• [Exercise goal]
Copy every line of the material exactly as it stands.

• [Source data]
------------------------------------------------
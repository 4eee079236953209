//! Login and signup screens.
//!
//! Both post `{username, password}` without credentials and hand the
//! response payload to the session manager.

use serde::Serialize;

use posadmin_auth::{CredentialPayload, SessionManager};
use posadmin_core::DomainError;

use crate::error::{ConsoleError, ConsoleResult};
use crate::transport::{Access, ApiClient};

pub const LOGIN_PATH: &str = "/auth/login";
pub const SIGNUP_PATH: &str = "/users";

const FIELDS_REQUIRED: &str = "Username and password are required";

#[derive(Clone, Default, PartialEq, Eq, Serialize)]
pub struct AuthForm {
    pub username: String,
    pub password: String,
}

impl core::fmt::Debug for AuthForm {
    fn fmt(&self, f: &mut core::fmt::Formatter<'_>) -> core::fmt::Result {
        f.debug_struct("AuthForm")
            .field("username", &self.username)
            .field("password", &"<redacted>")
            .finish()
    }
}

impl AuthForm {
    pub fn new(username: impl Into<String>, password: impl Into<String>) -> Self {
        Self {
            username: username.into(),
            password: password.into(),
        }
    }

    fn validate(&self) -> Result<(), DomainError> {
        if self.username.is_empty() || self.password.is_empty() {
            return Err(DomainError::validation(FIELDS_REQUIRED));
        }
        Ok(())
    }
}

#[derive(Debug, Clone, Copy, PartialEq, Eq)]
enum Flow {
    Login,
    Signup,
}

impl Flow {
    fn path(self) -> &'static str {
        match self {
            Flow::Login => LOGIN_PATH,
            Flow::Signup => SIGNUP_PATH,
        }
    }

    fn failure(self) -> &'static str {
        match self {
            Flow::Login => "There was an error logging in",
            Flow::Signup => "There was an error signing up",
        }
    }
}

/// Drives the login/signup forms against the backend.
#[derive(Debug, Clone)]
pub struct AuthFlow {
    api: ApiClient,
}

impl AuthFlow {
    pub fn new(api: ApiClient) -> Self {
        Self { api }
    }

    fn session(&self) -> &SessionManager {
        self.api.session()
    }

    /// Exchange username/password for a credential and open the session.
    pub async fn login(&self, form: &AuthForm) -> ConsoleResult<()> {
        self.authenticate(Flow::Login, form).await
    }

    /// Register a user; the backend logs the new user straight in.
    pub async fn signup(&self, form: &AuthForm) -> ConsoleResult<()> {
        self.authenticate(Flow::Signup, form).await
    }

    pub fn logout(&self) {
        self.session().logout();
    }

    async fn authenticate(&self, flow: Flow, form: &AuthForm) -> ConsoleResult<()> {
        form.validate()?;

        let body = self
            .api
            .post_json(flow.path(), form, Access::Anonymous)
            .await
            .map_err(|e| {
                tracing::warn!(?flow, username = %form.username, error = %e, "authentication failed");
                ConsoleError::request(flow.failure(), e)
            })?;

        self.session()
            .login_with_payload(CredentialPayload::from_body(&body))
            .map_err(|e| {
                tracing::warn!(?flow, error = %e, "authentication response unusable");
                ConsoleError::Credential {
                    message: flow.failure().to_string(),
                    source: e,
                }
            })
    }
}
------------------------------------------------
• [Written solution]
repository 4eee079236953209
//! Login and signup screens.
//!
//! Both post `{username, password}` without credentials and hand the
//! response payload to the session manager.

use serde::Serialize;

use posadmin_auth::{CredentialPayload, SessionManager};
use posadmin_core::DomainError;

use crate::error::{ConsoleError, ConsoleResult};
use crate::transport::{Access, ApiClient};

pub const LOGIN_PATH: &str = "/auth/login";
pub const SIGNUP_PATH: &str = "/users";

const FIELDS_REQUIRED: &str = "Username and password are required";

#[derive(Clone, Default, PartialEq, Eq, Serialize)]
pub struct AuthForm {
    pub username: String,
    pub password: String,
}

impl core::fmt::Debug for AuthForm {
    fn fmt(&self, f: &mut core::fmt::Formatter<'_>) -> core::fmt::Result {
        f.debug_struct("AuthForm")
            .field("username", &self.username)
            .field("password", &"<redacted>")
            .finish()
    }
}

impl AuthForm {
    pub fn new(username: impl Into<String>, password: impl Into<String>) -> Self {
        Self {
            username: username.into(),
            password: password.into(),
        }
    }

    fn validate(&self) -> Result<(), DomainError> {
        if self.username.is_empty() || self.password.is_empty() {
            return Err(DomainError::validation(FIELDS_REQUIRED));
        }
        Ok(())
    }
}

#[derive(Debug, Clone, Copy, PartialEq, Eq)]
enum Flow {
    Login,
    Signup,
}

impl Flow {
    fn path(self) -> &'static str {
        match self {
            Flow::Login => LOGIN_PATH,
            Flow::Signup => SIGNUP_PATH,
        }
    }

    fn failure(self) -> &'static str {
        match self {
            Flow::Login => "There was an error logging in",
            Flow::Signup => "There was an error signing up",
        }
    }
}

/// Drives the login/signup forms against the backend.
#[derive(Debug, Clone)]
pub struct AuthFlow {
    api: ApiClient,
}

impl AuthFlow {
    pub fn new(api: ApiClient) -> Self {
        Self { api }
    }

    fn session(&self) -> &SessionManager {
        self.api.session()
    }

    /// Exchange username/password for a credential and open the session.
    pub async fn login(&self, form: &AuthForm) -> ConsoleResult<()> {
        self.authenticate(Flow::Login, form).await
    }

    /// Register a user; the backend logs the new user straight in.
    pub async fn signup(&self, form: &AuthForm) -> ConsoleResult<()> {
        self.authenticate(Flow::Signup, form).await
    }

    pub fn logout(&self) {
        self.session().logout();
    }

    async fn authenticate(&self, flow: Flow, form: &AuthForm) -> ConsoleResult<()> {
        form.validate()?;

        let body = self
            .api
            .post_json(flow.path(), form, Access::Anonymous)
            .await
            .map_err(|e| {
                tracing::warn!(?flow, username = %form.username, error = %e, "authentication failed");
                ConsoleError::request(flow.failure(), e)
            })?;

        self.session()
            .login_with_payload(CredentialPayload::from_body(&body))
            .map_err(|e| {
                tracing::warn!(?flow, error = %e, "authentication response unusable");
                ConsoleError::Credential {
                    message: flow.failure().to_string(),
                    source: e,
                }
            })
    }
}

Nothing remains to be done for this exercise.